3) In hibernate, the Set set is often used to store related objects, and the Set set cannot be repeated. Let's talk about how to judge whether the object is the same when adding elements to a hashset set. We mentioned two principles above, but we only need to rewrite equals.
However, when there are many elements in a hashset, or the rewritten equals () method is complicated, we only use the equals () method for comparison and judgment, and the efficiency will be very low, therefore, the hashcode () method is introduced to improve efficiency, but I think this is very necessary (so we will judge whether the elements of the hashset are repeated using the previous two principles ).
For example, you can write as follows:
Public int hashcode (){
Return 1;} // equivalent to invalid hashcode
The result of this operation is that it cannot be judged when comparing hash codes, because each object returns a hash code of 1 and each time it must be compared to equals () the method can be used to determine whether it is repeated, which will greatly reduce the efficiency.

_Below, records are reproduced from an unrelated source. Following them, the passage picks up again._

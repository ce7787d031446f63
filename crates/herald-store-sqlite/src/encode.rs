//! Encoding and decoding helpers between Rust domain types and the plain-text
//! representations stored in SQLite columns.
//!
//! All timestamps are stored as fixed-width RFC 3339 strings (microsecond
//! precision, `+00:00` offset) so lexicographic ordering in SQL matches
//! chronological ordering. Structured fields (proof, payload) are stored as
//! compact JSON. UUIDs are stored as hyphenated lowercase strings.

use chrono::{DateTime, SecondsFormat, Utc};
use herald_core::{
  campaign::{Campaign, CampaignKind},
  consent::{ConsentEvent, ConsentProof, ConsentPurpose, ConsentStatus},
  customer::{Channel, Customer, CustomerStatus, Identity},
  outbox::{MessagePayload, OutboxListing, OutboxMessage, OutboxStatus},
};
use uuid::Uuid;

use crate::{Error, Result};

// ─── Uuid ────────────────────────────────────────────────────────────────────

pub fn encode_uuid(id: Uuid) -> String { id.hyphenated().to_string() }

pub fn decode_uuid(s: &str) -> Result<Uuid> { Ok(Uuid::parse_str(s)?) }

// ─── DateTime<Utc> ───────────────────────────────────────────────────────────

pub fn encode_dt(dt: DateTime<Utc>) -> String {
  dt.to_rfc3339_opts(SecondsFormat::Micros, false)
}

pub fn decode_dt(s: &str) -> Result<DateTime<Utc>> {
  DateTime::parse_from_rfc3339(s)
    .map(|dt| dt.with_timezone(&Utc))
    .map_err(|e| Error::DateParse(e.to_string()))
}

// ─── Enum discriminants ──────────────────────────────────────────────────────

pub fn decode_channel(s: &str) -> Result<Channel> {
  match s {
    "email" => Ok(Channel::Email),
    "sms" => Ok(Channel::Sms),
    "whatsapp" => Ok(Channel::Whatsapp),
    "instagram" => Ok(Channel::Instagram),
    other => Err(herald_core::Error::unknown("channel", other).into()),
  }
}

pub fn decode_purpose(s: &str) -> Result<ConsentPurpose> {
  match s {
    "promotions" => Ok(ConsentPurpose::Promotions),
    "transactional" => Ok(ConsentPurpose::Transactional),
    "loyalty" => Ok(ConsentPurpose::Loyalty),
    other => Err(herald_core::Error::unknown("consent purpose", other).into()),
  }
}

pub fn decode_consent_status(s: &str) -> Result<ConsentStatus> {
  match s {
    "granted" => Ok(ConsentStatus::Granted),
    "revoked" => Ok(ConsentStatus::Revoked),
    other => Err(herald_core::Error::unknown("consent status", other).into()),
  }
}

pub fn decode_customer_status(s: &str) -> Result<CustomerStatus> {
  match s {
    "active" => Ok(CustomerStatus::Active),
    "archived" => Ok(CustomerStatus::Archived),
    other => Err(herald_core::Error::unknown("customer status", other).into()),
  }
}

pub fn encode_customer_status(s: CustomerStatus) -> &'static str {
  match s {
    CustomerStatus::Active => "active",
    CustomerStatus::Archived => "archived",
  }
}

pub fn decode_campaign_kind(s: &str) -> Result<CampaignKind> {
  match s {
    "weekly_promo" => Ok(CampaignKind::WeeklyPromo),
    other => Err(herald_core::Error::unknown("campaign kind", other).into()),
  }
}

pub fn decode_outbox_status(s: &str) -> Result<OutboxStatus> {
  match s {
    "queued" => Ok(OutboxStatus::Queued),
    "sent" => Ok(OutboxStatus::Sent),
    "failed" => Ok(OutboxStatus::Failed),
    "cancelled" => Ok(OutboxStatus::Cancelled),
    "blocked_by_consent" => Ok(OutboxStatus::BlockedByConsent),
    other => Err(herald_core::Error::unknown("outbox status", other).into()),
  }
}

// ─── JSON columns ────────────────────────────────────────────────────────────

pub fn encode_proof(p: &ConsentProof) -> Result<String> {
  Ok(serde_json::to_string(p)?)
}

pub fn decode_proof(s: &str) -> Result<ConsentProof> {
  Ok(serde_json::from_str(s)?)
}

pub fn decode_payload(s: &str) -> Result<MessagePayload> {
  Ok(serde_json::from_str(s)?)
}

// ─── Row types ───────────────────────────────────────────────────────────────

/// Raw strings read directly from a `customers` row.
pub struct RawCustomer {
  pub customer_id:  String,
  pub display_name: String,
  pub country:      String,
  pub source:       String,
  pub status:       String,
  pub created_at:   String,
  pub updated_at:   String,
}

impl RawCustomer {
  pub fn into_customer(self) -> Result<Customer> {
    Ok(Customer {
      customer_id:  decode_uuid(&self.customer_id)?,
      display_name: self.display_name,
      country:      self.country,
      source:       self.source,
      status:       decode_customer_status(&self.status)?,
      created_at:   decode_dt(&self.created_at)?,
      updated_at:   decode_dt(&self.updated_at)?,
    })
  }
}

/// Raw strings read directly from a `customer_identities` row.
pub struct RawIdentity {
  pub identity_id: String,
  pub customer_id: String,
  pub channel:     String,
  pub value:       String,
  pub is_primary:  bool,
  pub is_verified: bool,
  pub created_at:  String,
}

impl RawIdentity {
  pub fn into_identity(self) -> Result<Identity> {
    Ok(Identity {
      identity_id: decode_uuid(&self.identity_id)?,
      customer_id: decode_uuid(&self.customer_id)?,
      channel:     decode_channel(&self.channel)?,
      value:       self.value,
      is_primary:  self.is_primary,
      is_verified: self.is_verified,
      created_at:  decode_dt(&self.created_at)?,
    })
  }
}

/// Raw strings read directly from a `consent_events` row.
pub struct RawConsentEvent {
  pub event_seq:   i64,
  pub customer_id: String,
  pub channel:     String,
  pub purpose:     String,
  pub status:      String,
  pub granted_at:  Option<String>,
  pub revoked_at:  Option<String>,
  pub proof:       String,
  pub created_at:  String,
}

impl RawConsentEvent {
  pub fn into_event(self) -> Result<ConsentEvent> {
    Ok(ConsentEvent {
      event_seq:   self.event_seq,
      customer_id: decode_uuid(&self.customer_id)?,
      channel:     decode_channel(&self.channel)?,
      purpose:     decode_purpose(&self.purpose)?,
      status:      decode_consent_status(&self.status)?,
      granted_at:  self.granted_at.as_deref().map(decode_dt).transpose()?,
      revoked_at:  self.revoked_at.as_deref().map(decode_dt).transpose()?,
      proof:       decode_proof(&self.proof)?,
      created_at:  decode_dt(&self.created_at)?,
    })
  }
}

/// Raw strings read directly from a `campaigns` row.
pub struct RawCampaign {
  pub campaign_id:  String,
  pub name:         String,
  pub kind:         String,
  pub channel:      String,
  pub template_key: String,
  pub is_active:    bool,
  pub created_at:   String,
}

impl RawCampaign {
  pub fn into_campaign(self) -> Result<Campaign> {
    Ok(Campaign {
      campaign_id:  decode_uuid(&self.campaign_id)?,
      name:         self.name,
      kind:         decode_campaign_kind(&self.kind)?,
      channel:      decode_channel(&self.channel)?,
      template_key: self.template_key,
      is_active:    self.is_active,
      created_at:   decode_dt(&self.created_at)?,
    })
  }
}

/// Raw strings read directly from a `message_outbox` row.
pub struct RawOutboxMessage {
  pub outbox_id:      i64,
  pub campaign_id:    String,
  pub customer_id:    String,
  pub channel:        String,
  pub identity_id:    String,
  pub template_key:   String,
  pub payload:        String,
  pub scheduled_for:  String,
  pub status:         String,
  pub failure_reason: Option<String>,
  pub attempts:       i64,
  pub claimed_by:     Option<String>,
  pub claimed_at:     Option<String>,
  pub created_at:     String,
  pub sent_at:        Option<String>,
}

impl RawOutboxMessage {
  pub fn into_message(self) -> Result<OutboxMessage> {
    Ok(OutboxMessage {
      outbox_id:      self.outbox_id,
      campaign_id:    decode_uuid(&self.campaign_id)?,
      customer_id:    decode_uuid(&self.customer_id)?,
      channel:        decode_channel(&self.channel)?,
      identity_id:    decode_uuid(&self.identity_id)?,
      template_key:   self.template_key,
      payload:        decode_payload(&self.payload)?,
      scheduled_for:  decode_dt(&self.scheduled_for)?,
      status:         decode_outbox_status(&self.status)?,
      failure_reason: self.failure_reason,
      attempts:       self.attempts,
      claimed_by:     self.claimed_by,
      claimed_at:     self.claimed_at.as_deref().map(decode_dt).transpose()?,
      created_at:     decode_dt(&self.created_at)?,
      sent_at:        self.sent_at.as_deref().map(decode_dt).transpose()?,
    })
  }
}

/// Raw strings from the joined admin listing query.
pub struct RawOutboxListing {
  pub outbox_id:      i64,
  pub status:         String,
  pub template_key:   String,
  pub channel:        String,
  pub recipient:      String,
  pub customer_name:  String,
  pub failure_reason: Option<String>,
  pub scheduled_for:  String,
  pub sent_at:        Option<String>,
  pub created_at:     String,
}

impl RawOutboxListing {
  pub fn into_listing(self) -> Result<OutboxListing> {
    Ok(OutboxListing {
      outbox_id:      self.outbox_id,
      status:         decode_outbox_status(&self.status)?,
      template_key:   self.template_key,
      channel:        decode_channel(&self.channel)?,
      recipient:      self.recipient,
      customer_name:  self.customer_name,
      failure_reason: self.failure_reason,
      scheduled_for:  decode_dt(&self.scheduled_for)?,
      sent_at:        self.sent_at.as_deref().map(decode_dt).transpose()?,
      created_at:     decode_dt(&self.created_at)?,
    })
  }
}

I have a question. If the necessary method for determining whether elements are repeated in a hashset as mentioned above is the equals () method (based on the point found online ), however, the hash table is not involved here, but this set is called hashset. Why ??
I think the storage operations in hashmap and hashtable still follow the above rules. So I will not talk about it here. These are what I have summarized when I read books and query materials online. Some codes and languages are quoted, but they are indeed summed up by myself. If you have any errors or are not clear about the details, you can also point out that I am also a beginner, so it is inevitable that there will be errors. I hope you can discuss them together.